# trouble finding, identifying steel shanked boots



## Plasmech (Jan 10, 2009)

I've heard stories of climbers buying steel shanked boots at Wal Mart for example. I was there today, looked at all their boots, but could not tell if any had a steel shank. None of the boxes or tags were advertising it. Anybody know of a specific model that Wal Mart carries that have a high heel and a steel shank? 

Also tried some real shoe stores, nobody knew what a steel shank was. I guess 17 year olds making $6.00/hour don't know that stuff, imagine that!


----------



## treemandan (Jan 10, 2009)

And the band played on.


----------



## Plasmech (Jan 10, 2009)

treemandan said:


> And the band played on.



???


----------



## masiman (Jan 10, 2009)

Plasmech said:


> ???



He means something along the lines of same stuff different day.

Most here agree that you need to follow the Blago strategy guide. You need to pay to play. All the information is in the posts here. When you go off topic or where the consensus says not to go, then you'll increase the chance of a screw up.

Get the recommended equipment.
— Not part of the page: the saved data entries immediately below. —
//! RNG module - seeded random source for tile spawning
//!
//! A small LCG keeps the core free of I/O and makes every session
//! reproducible from its seed. Constants from Numerical Recipes.

/// Simple LCG (Linear Congruential Generator) RNG.
#[derive(Debug, Clone)]
pub struct SimpleRng {
    state: u32,
}

impl SimpleRng {
    /// Create a new RNG with the given seed.
    pub fn new(seed: u32) -> Self {
        // Avoid 0 seed which would produce all zeros
        let state = if seed == 0 { 1 } else { seed };
        Self { state }
    }

    /// Generate next random u32.
    pub fn next_u32(&mut self) -> u32 {
        self.state = self.state.wrapping_mul(1664525).wrapping_add(1013904223);
        self.state
    }

    /// Generate random value in range [0, max).
    pub fn next_range(&mut self, max: u32) -> u32 {
        self.next_u32() % max
    }

    /// Current internal state (for restarting with the same sequence).
    pub fn state(&self) -> u32 {
        self.state
    }
}
//! Tile spawner - places a random 2 or 4 in an empty cell
//!
//! One draw picks the cell uniformly from the empty set, a second
//! independent draw picks the value (4 with probability 1/10, else 2).

use crate::board::Board;
use crate::rng::SimpleRng;
use crate::types::FOUR_SPAWN_ODDS;

/// Spawn one tile into a random empty cell.
///
/// Returns false and leaves the board untouched when no cell is empty.
/// Callers that only spawn after a confirmed move never hit that case,
/// but the contract stays defensive.
pub fn spawn_tile(board: &mut Board, rng: &mut SimpleRng) -> bool {
    let empty = board.empty_cells();
    if empty.is_empty() {
        return false;
    }

    let idx = empty[rng.next_range(empty.len() as u32) as usize];
    let value = if rng.next_range(FOUR_SPAWN_ODDS) == 0 {
        4
    } else {
        2
    };
    board.put(idx, value);
    true
}
//! Render-facing view of a session: 16 tiles row-major, scores, status tag.

use crate::types::{SessionStatus, CELL_COUNT};

#[derive(Debug, Clone, Copy, PartialEq, Eq, Hash)]
pub struct GameSnapshot {
    /// Tile values in row-major order, 0 for empty.
    pub board: [u32; CELL_COUNT],
    pub score: u32,
    pub best: u32,
    pub status: SessionStatus,
}

impl GameSnapshot {
    pub fn clear(&mut self) {
        self.board = [0; CELL_COUNT];
        self.score = 0;
        self.best = 0;
        self.status = SessionStatus::Playing;
    }

    pub fn playable(&self) -> bool {
        self.status == SessionStatus::Playing
    }
}

impl Default for GameSnapshot {
    fn default() -> Self {
        Self {
            board: [0; CELL_COUNT],
            score: 0,
            best: 0,
            status: SessionStatus::Playing,
        }
    }
}
//! Terminal presentation layer.
//!
//! Split into three pieces so drawing stays testable:
//!
//! - [`fb`]: styled-cell framebuffer, no I/O
//! - [`game_view`]: pure snapshot-to-framebuffer mapping
//! - [`renderer`]: crossterm backend with frame diffing

pub mod fb;
pub mod game_view;
pub mod renderer;

pub use fb::{Cell, CellStyle, FrameBuffer, Rgb};
pub use game_view::GameView;
pub use renderer::TerminalRenderer;
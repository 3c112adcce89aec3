//! Session state machine - ties the engine, spawner and detector together
//!
//! A session owns the board, the running score, the seeded RNG and the
//! injected best-score store. Every move runs the same cycle: transform the
//! board, spawn a tile if anything changed, then evaluate. Won is checked
//! before Over, so a move that both wins and fills the board reports Won.

use crate::board::Board;
use crate::engine::{self, MoveOutcome};
use crate::evaluate::evaluate;
use crate::rng::SimpleRng;
use crate::snapshot::GameSnapshot;
use crate::spawn::spawn_tile;
use crate::store::BestScoreStore;
use crate::types::{Direction, SessionStatus, START_TILES};

/// Result of one move command against a session.
#[derive(Debug, Clone, Copy, PartialEq, Eq)]
pub struct StepOutcome {
    /// Whether the board changed (and a new tile was spawned).
    pub moved: bool,
    /// Points earned from merges in this move.
    pub score_delta: u32,
    /// Session status after the move.
    pub status: SessionStatus,
}

/// A complete 2048 session.
pub struct GameSession {
    board: Board,
    score: u32,
    best: u32,
    status: SessionStatus,
    rng: SimpleRng,
    store: Option<Box<dyn BestScoreStore>>,
}

impl GameSession {
    /// Start a session with the given seed and no persistence.
    pub fn new(seed: u32) -> Self {
        Self::build(seed, None)
    }

    /// Start a session with an injected best-score store.
    ///
    /// The stored best is loaded once, up front.
    pub fn with_store(seed: u32, store: Box<dyn BestScoreStore>) -> Self {
        Self::build(seed, Some(store))
    }

    fn build(seed: u32, mut store: Option<Box<dyn BestScoreStore>>) -> Self {
        let best = store.as_mut().map(|s| s.load()).unwrap_or(0);
        let mut session = Self {
            board: Board::new(),
            score: 0,
            best,
            status: SessionStatus::Playing,
            rng: SimpleRng::new(seed),
            store,
        };
        session.deal_start_tiles();
        session
    }

    /// Re-enter Playing with a fresh two-tile board. Best score survives.
    pub fn reset(&mut self, seed: u32) {
        self.board = Board::new();
        self.score = 0;
        self.status = SessionStatus::Playing;
        self.rng = SimpleRng::new(seed);
        self.deal_start_tiles();
    }

    fn deal_start_tiles(&mut self) {
        for _ in 0..START_TILES {
            spawn_tile(&mut self.board, &mut self.rng);
        }
    }

    /// Apply one directional move: transform, spawn, evaluate.
    ///
    /// Terminal sessions ignore moves and report themselves unmoved.
    pub fn apply(&mut self, direction: Direction) -> StepOutcome {
        if self.status.is_terminal() {
            return StepOutcome {
                moved: false,
                score_delta: 0,
                status: self.status,
            };
        }

        let MoveOutcome {
            board,
            score_delta,
            moved,
        } = engine::apply_move(&self.board, direction);

        if !moved {
            return StepOutcome {
                moved: false,
                score_delta: 0,
                status: self.status,
            };
        }

        self.board = board;
        self.score += score_delta;
        spawn_tile(&mut self.board, &mut self.rng);

        let verdict = evaluate(&self.board);
        if verdict.won {
            // Win takes precedence over a simultaneous dead board.
            self.status = SessionStatus::Won;
        } else if !verdict.can_move {
            self.status = SessionStatus::Over;
            self.record_best();
        }

        StepOutcome {
            moved: true,
            score_delta,
            status: self.status,
        }
    }

    /// Persist the score as the new best if it beats the stored one.
    /// Runs only on the transition into Over.
    fn record_best(&mut self) {
        if self.score > self.best {
            self.best = self.score;
            if let Some(store) = self.store.as_mut() {
                store.save(self.best);
            }
        }
    }

    pub fn board(&self) -> &Board {
        &self.board
    }

    pub fn score(&self) -> u32 {
        self.score
    }

    pub fn best(&self) -> u32 {
        self.best
    }

    pub fn status(&self) -> SessionStatus {
        self.status
    }

    /// Fill a snapshot without allocating.
    pub fn snapshot_into(&self, out: &mut GameSnapshot) {
        out.board = *self.board.cells();
        out.score = self.score;
        out.best = self.best;
        out.status = self.status;
    }

    pub fn snapshot(&self) -> GameSnapshot {
        let mut snap = GameSnapshot::default();
        self.snapshot_into(&mut snap);
        snap
    }
}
Search on whatever thing you are looking for and get something that the experienced folks post good things about. If you are not sure what to get still, call Baileys, Sherrill, Wesspur et. al. and let them tell you what is popular. If you were into skiing I'd say ""Go that way, reeeel fast, if something gets in your way, turn" to quote a very funny movie.
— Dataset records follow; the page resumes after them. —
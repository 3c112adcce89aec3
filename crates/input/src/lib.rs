//! Terminal input module (engine-facing).
//!
//! Maps `crossterm` key events into move directions and session meta
//! commands. Independent of any UI framework; the host decides when a
//! direction is allowed to reach the session.

pub mod map;

pub use tui_2048_types as types;

pub use map::{direction_for_key, is_restart, should_quit};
You will survive by the grace of god no doubt. And in another few years, you'll probably be one of the biggest tools on here, which will delight many to no end with the irony  .
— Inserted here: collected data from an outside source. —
//! Board module - the 4x4 tile grid
//!
//! Cells are stored in a flat array, row-major order, for cache locality and
//! cheap copies. 0 means empty; any other value is the tile face (2, 4, 8, ...).
//! Constructors validate the power-of-two invariant so the move engine never
//! sees a malformed grid.

use std::fmt;

use arrayvec::ArrayVec;

use crate::types::{is_valid_tile, BoardError, CELL_COUNT, GRID_SIZE};

/// The 4x4 game board.
#[derive(Debug, Clone, Copy, PartialEq, Eq, Hash)]
pub struct Board {
    /// Flat array of tile values, row-major order (row * GRID_SIZE + col).
    cells: [u32; CELL_COUNT],
}

impl Board {
    /// Create a new empty board.
    pub fn new() -> Self {
        Self {
            cells: [0; CELL_COUNT],
        }
    }

    /// Build a board from rows, validating every cell.
    pub fn from_rows(rows: [[u32; GRID_SIZE]; GRID_SIZE]) -> Result<Self, BoardError> {
        let mut cells = [0; CELL_COUNT];
        for (row, values) in rows.iter().enumerate() {
            for (col, &value) in values.iter().enumerate() {
                if !is_valid_tile(value) {
                    return Err(BoardError::InvalidTile { row, col, value });
                }
                cells[row * GRID_SIZE + col] = value;
            }
        }
        Ok(Self { cells })
    }

    /// Build a board from a flat row-major array, validating every cell.
    pub fn from_flat(cells: [u32; CELL_COUNT]) -> Result<Self, BoardError> {
        for (idx, &value) in cells.iter().enumerate() {
            if !is_valid_tile(value) {
                return Err(BoardError::InvalidTile {
                    row: idx / GRID_SIZE,
                    col: idx % GRID_SIZE,
                    value,
                });
            }
        }
        Ok(Self { cells })
    }

    /// Get the tile at (row, col). Returns None if out of bounds.
    pub fn get(&self, row: usize, col: usize) -> Option<u32> {
        Self::index(row, col).map(|idx| self.cells[idx])
    }

    /// Set the tile at (row, col). Returns false if out of bounds.
    ///
    /// The value is not re-validated; callers hold the power-of-two
    /// invariant, and engine outputs preserve it by construction.
    pub fn set(&mut self, row: usize, col: usize, value: u32) -> bool {
        match Self::index(row, col) {
            Some(idx) => {
                self.cells[idx] = value;
                true
            }
            None => false,
        }
    }

    #[inline(always)]
    fn index(row: usize, col: usize) -> Option<usize> {
        if row >= GRID_SIZE || col >= GRID_SIZE {
            return None;
        }
        Some(row * GRID_SIZE + col)
    }

    #[inline(always)]
    pub(crate) fn at(&self, idx: usize) -> u32 {
        self.cells[idx]
    }

    #[inline(always)]
    pub(crate) fn put(&mut self, idx: usize, value: u32) {
        self.cells[idx] = value;
    }

    /// The flat row-major cell array.
    pub fn cells(&self) -> &[u32; CELL_COUNT] {
        &self.cells
    }

    /// Indices of all empty cells, in row-major order.
    pub fn empty_cells(&self) -> ArrayVec<usize, CELL_COUNT> {
        self.cells
            .iter()
            .enumerate()
            .filter(|(_, &v)| v == 0)
            .map(|(i, _)| i)
            .collect()
    }

    /// Number of empty cells.
    pub fn empty_count(&self) -> usize {
        self.cells.iter().filter(|&&v| v == 0).count()
    }

    /// True when no cell is empty.
    pub fn is_full(&self) -> bool {
        self.cells.iter().all(|&v| v != 0)
    }

    /// The highest tile value on the board (0 when empty).
    pub fn max_tile(&self) -> u32 {
        self.cells.iter().copied().max().unwrap_or(0)
    }

    /// True iff some cell holds exactly `value`.
    pub fn contains(&self, value: u32) -> bool {
        self.cells.iter().any(|&v| v == value)
    }
}

impl Default for Board {
    fn default() -> Self {
        Self::new()
    }
}

impl fmt::Display for Board {
    fn fmt(&self, f: &mut fmt::Formatter<'_>) -> fmt::Result {
        writeln!(f, "+------+------+------+------+")?;
        for row in 0..GRID_SIZE {
            write!(f, "|")?;
            for col in 0..GRID_SIZE {
                let value = self.cells[row * GRID_SIZE + col];
                if value == 0 {
                    write!(f, "      |")?;
                } else {
                    write!(f, "{:^6}|", value)?;
                }
            }
            writeln!(f)?;
            writeln!(f, "+------+------+------+------+")?;
        }
        Ok(())
    }
}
Just go do something in the tree. Make sure you video it for posterity.


----------



## Plasmech (Jan 10, 2009)

masiman said:


> He means something along the lines of same stuff different day.
> 
> Most here agree that you need to follow the Blago strategy guide. You need to pay to play. All the information is in the posts here. When you go off topic or where the consensus says not to go, then you'll increase the chance of a screw up.
> 
> ...




You do realize that you will never get the time back that you spent typing that completely un-called-for reply, right? It was like spam. 

The Wal Mart boots were recommended to me by PineMartin, a very respected member. I sure respect him, he's a class act.


----------



## treemandan (Jan 10, 2009)

masiman said:


> He means something along the lines of same stuff different day.
> 
> Most here agree that you need to follow the Blago strategy guide. You need to pay to play. All the information is in the posts here. When you go off topic or where the consensus says not to go, then you'll increase the chance of a screw up.
> 
> ...



 Blago stratagy? I always liked you man, great speech.


----------



## Nailsbeats (Jan 10, 2009)

Plasmech said:


> You do realize that you will never get the time back that you spent typing that completely un-called-for reply, right? It was like spam.
> 
> The Wal Mart boots were recommended to me by PineMartin, a very respected member. I sure respect him, he's a class act.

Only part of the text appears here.